## Data to process

----------------

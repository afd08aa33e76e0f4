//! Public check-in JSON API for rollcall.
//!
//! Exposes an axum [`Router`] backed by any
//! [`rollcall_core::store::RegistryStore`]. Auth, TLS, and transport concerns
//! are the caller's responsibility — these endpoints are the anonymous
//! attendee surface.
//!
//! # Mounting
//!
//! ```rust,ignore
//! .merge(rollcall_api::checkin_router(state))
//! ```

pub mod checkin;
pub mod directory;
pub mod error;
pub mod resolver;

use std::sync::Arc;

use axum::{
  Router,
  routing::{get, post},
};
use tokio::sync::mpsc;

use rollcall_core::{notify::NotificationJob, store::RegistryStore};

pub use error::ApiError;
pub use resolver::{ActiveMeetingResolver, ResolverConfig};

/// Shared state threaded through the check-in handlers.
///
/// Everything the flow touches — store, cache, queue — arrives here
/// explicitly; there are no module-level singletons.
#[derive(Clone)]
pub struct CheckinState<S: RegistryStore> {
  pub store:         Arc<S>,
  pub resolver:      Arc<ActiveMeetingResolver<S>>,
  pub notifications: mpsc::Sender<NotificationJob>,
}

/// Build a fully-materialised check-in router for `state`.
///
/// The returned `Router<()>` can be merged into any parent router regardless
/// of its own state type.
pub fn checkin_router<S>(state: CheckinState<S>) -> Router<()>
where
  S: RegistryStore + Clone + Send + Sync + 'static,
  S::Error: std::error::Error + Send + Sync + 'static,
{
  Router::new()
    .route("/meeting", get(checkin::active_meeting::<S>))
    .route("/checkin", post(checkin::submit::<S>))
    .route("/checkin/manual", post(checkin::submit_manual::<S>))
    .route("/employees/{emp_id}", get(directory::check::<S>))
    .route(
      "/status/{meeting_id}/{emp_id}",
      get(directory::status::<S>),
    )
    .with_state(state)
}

----------------

## Work item
Every record must be output again with its wording unchanged.

## Problem solution
repository afd08aa33e76e0f4
//! Public check-in JSON API for rollcall.
//!
//! Exposes an axum [`Router`] backed by any
//! [`rollcall_core::store::RegistryStore`]. Auth, TLS, and transport concerns
//! are the caller's responsibility — these endpoints are the anonymous
//! attendee surface.
//!
//! # Mounting
//!
//! ```rust,ignore
//! .merge(rollcall_api::checkin_router(state))
//! ```

pub mod checkin;
pub mod directory;
pub mod error;
pub mod resolver;

use std::sync::Arc;

use axum::{
  Router,
  routing::{get, post},
};
use tokio::sync::mpsc;

use rollcall_core::{notify::NotificationJob, store::RegistryStore};

pub use error::ApiError;
pub use resolver::{ActiveMeetingResolver, ResolverConfig};

/// Shared state threaded through the check-in handlers.
///
/// Everything the flow touches — store, cache, queue — arrives here
/// explicitly; there are no module-level singletons.
#[derive(Clone)]
pub struct CheckinState<S: RegistryStore> {
  pub store:         Arc<S>,
  pub resolver:      Arc<ActiveMeetingResolver<S>>,
  pub notifications: mpsc::Sender<NotificationJob>,
}

/// Build a fully-materialised check-in router for `state`.
///
/// The returned `Router<()>` can be merged into any parent router regardless
/// of its own state type.
pub fn checkin_router<S>(state: CheckinState<S>) -> Router<()>
where
  S: RegistryStore + Clone + Send + Sync + 'static,
  S::Error: std::error::Error + Send + Sync + 'static,
{
  Router::new()
    .route("/meeting", get(checkin::active_meeting::<S>))
    .route("/checkin", post(checkin::submit::<S>))
    .route("/checkin/manual", post(checkin::submit_manual::<S>))
    .route("/employees/{emp_id}", get(directory::check::<S>))
    .route(
      "/status/{meeting_id}/{emp_id}",
      get(directory::status::<S>),
    )
    .with_state(state)
}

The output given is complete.